Data supplied:

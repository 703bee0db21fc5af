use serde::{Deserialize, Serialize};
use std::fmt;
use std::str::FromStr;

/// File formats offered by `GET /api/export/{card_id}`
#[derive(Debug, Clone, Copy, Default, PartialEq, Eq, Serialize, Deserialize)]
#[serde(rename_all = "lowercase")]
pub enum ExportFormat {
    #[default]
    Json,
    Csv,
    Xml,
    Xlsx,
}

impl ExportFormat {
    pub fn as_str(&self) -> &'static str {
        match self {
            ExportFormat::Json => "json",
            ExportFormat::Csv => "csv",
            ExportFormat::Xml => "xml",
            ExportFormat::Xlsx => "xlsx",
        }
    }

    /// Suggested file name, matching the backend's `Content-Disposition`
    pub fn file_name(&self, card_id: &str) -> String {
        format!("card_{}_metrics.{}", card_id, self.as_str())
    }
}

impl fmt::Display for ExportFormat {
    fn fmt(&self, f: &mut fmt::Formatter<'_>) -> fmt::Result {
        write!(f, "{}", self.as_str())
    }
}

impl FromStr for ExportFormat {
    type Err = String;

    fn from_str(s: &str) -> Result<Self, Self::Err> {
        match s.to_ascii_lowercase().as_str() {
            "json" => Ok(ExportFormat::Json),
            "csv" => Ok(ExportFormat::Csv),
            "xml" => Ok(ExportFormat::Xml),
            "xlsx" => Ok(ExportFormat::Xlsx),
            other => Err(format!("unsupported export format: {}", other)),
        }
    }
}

What you are asked to do: The full listing should be duplicated exactly, line by line.

Result for this task:
repository 703bee0db21fc5af
use serde::{Deserialize, Serialize};
use std::fmt;
use std::str::FromStr;

/// File formats offered by `GET /api/export/{card_id}`
#[derive(Debug, Clone, Copy, Default, PartialEq, Eq, Serialize, Deserialize)]
#[serde(rename_all = "lowercase")]
pub enum ExportFormat {
    #[default]
    Json,
    Csv,
    Xml,
    Xlsx,
}

impl ExportFormat {
    pub fn as_str(&self) -> &'static str {
        match self {
            ExportFormat::Json => "json",
            ExportFormat::Csv => "csv",
            ExportFormat::Xml => "xml",
            ExportFormat::Xlsx => "xlsx",
        }
    }

    /// Suggested file name, matching the backend's `Content-Disposition`
    pub fn file_name(&self, card_id: &str) -> String {
        format!("card_{}_metrics.{}", card_id, self.as_str())
    }
}

impl fmt::Display for ExportFormat {
    fn fmt(&self, f: &mut fmt::Formatter<'_>) -> fmt::Result {
        write!(f, "{}", self.as_str())
    }
}

impl FromStr for ExportFormat {
    type Err = String;

    fn from_str(s: &str) -> Result<Self, Self::Err> {
        match s.to_ascii_lowercase().as_str() {
            "json" => Ok(ExportFormat::Json),
            "csv" => Ok(ExportFormat::Csv),
            "xml" => Ok(ExportFormat::Xml),
            "xlsx" => Ok(ExportFormat::Xlsx),
            other => Err(format!("unsupported export format: {}", other)),
        }
    }
}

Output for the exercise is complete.